Trata-se de uma análise envolvente sobre as novas formas de nascer, viver e morrer das pessoas e comunidades, em um mundo tecnicamente avançado e globalizado, mas pleno de contradições, com a maioria da população sem acesso aos benefícios decorrentes dos avanços científicos e tecnológicos. Que trata da relação indispensável entre ciência e natureza e discute temas candentes relacionados à eqüidade, trabalho e conflitos éticos decorrentes. Que analisa o corpo humano desde a escravidão ao biomercado, aprofundando no estudo crítico da saúde global. Que mostra novos rumos morais a serem observados pelas sociedades democráticas do terceiro milênio. Um livro esclarecedor, que desnuda e analisa com clareza avassaladora a nossa realidade ética cotidiana e dos dias que estão por vir.

 

Os cinco capítulos e o posfácio

Didaticamente a obra é dividida em cinco grandes capítulos. O primeiro aborda o Nascer Hoje, Entre a Natureza e a Ciência, onde analisa assuntos que vão desde os direitos reprodutivos, aborto, esterilização e eqüidade, passando pela discussão das questões emergentes relacionadas com a reprodução assistida e a experimentação com embriões, chegando à clonagem humana. O segundo capítulo trabalha o tema População, Ética e Eqüidade, enfocando as escolhas individuais e as decisões coletivas com base nos valores da demografia, incluindo a análise das bases éticas das políticas populacionais e terminando com a instigante interrogação se, a partir da teoria dos direitos humanos e do pluralismo e considerando os recursos econômicos de cada país, é ético intervir no controle populacional. O capítulo seguinte centra a atenção no Trabalho e Saúde: Fundamentos e Conflitos Éticos, onde assuntos como a ética dos negócios e a ética das virtudes são discutidos conjuntamente com as teorias econômicas de Adam Smith (sobre a riqueza das nações e o bem-estar dos trabalhadores) e Karl Marx (sobre o uso ou depredação da força de trabalho). Esse tópico incorpora, ainda, as relações entre os trabalhadores e as empresas, além da produção propriamente dita e o meio ambiente.
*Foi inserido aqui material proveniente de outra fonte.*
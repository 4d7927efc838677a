//! Core domain logic for TeamLoad.
//! This crate is the single source of truth for allocation rules.

pub mod clock;
pub mod config;
pub mod db;
pub mod logging;
pub mod model;
pub mod repo;
pub mod service;
pub mod storage;

pub use config::StoreConfig;
pub use logging::{default_log_level, init_logging, logging_status};
pub use model::bundle::{ImportError, TransferBundle};
pub use model::project::{
    AllocationSplit, Project, ProjectId, ProjectInput, ProjectPatch, TeamMember,
};
pub use model::record::{LegacyProject, ProjectRecord};
pub use model::user::{User, UserId, UserPatch};
pub use repo::project_registry::ProjectRegistry;
pub use repo::user_registry::UserRegistry;
pub use repo::{RegistryError, RegistryResult};
pub use service::aggregation::{
    DashboardSummary, OrphanedAssignment, ProjectAllocation, UserAllocation,
};
pub use service::dashboard_service::{DashboardService, ProjectGateError};
pub use storage::{KeyValueStorage, MemoryStorage, SqliteStorage, StorageError, StorageResult};

/// Minimal health-check API for early integration.
pub fn ping() -> &'static str {
    "pong"
}

/// Returns the core crate version.
pub fn core_version() -> &'static str {
    env!("CARGO_PKG_VERSION")
}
O capítulo quarto focaliza O Corpo Humano: da Escravidão ao Biomercado, onde elabora uma aguda crítica do processo de comercialização desenfreada do que denomina de "um novo mercado humano" e que inclui temas como a valorização do corpo, a mercantilização do corpo, o (errôneo...) argumento da inferioridade, as formas atuais de escravidão e os novos "objetos" do biomercado. O último capítulo, finalmente, traz um debate muitíssimo atualizado sobre A Saúde Global, traçando uma candente crítica ao descontrolado processo de globalização econômica promovido pelos países ricos, que exclui crescentemente as populações pobres do mundo das condições mínimas para viver com dignidade e dos benefícios das novas descobertas da ciência. Para veicular a discussão, lança mão de referenciais concretos como as antigas e novas infecções, a degradação ambiental, as drogas e a violência crescente em todos os níveis e setores do contexto internacional.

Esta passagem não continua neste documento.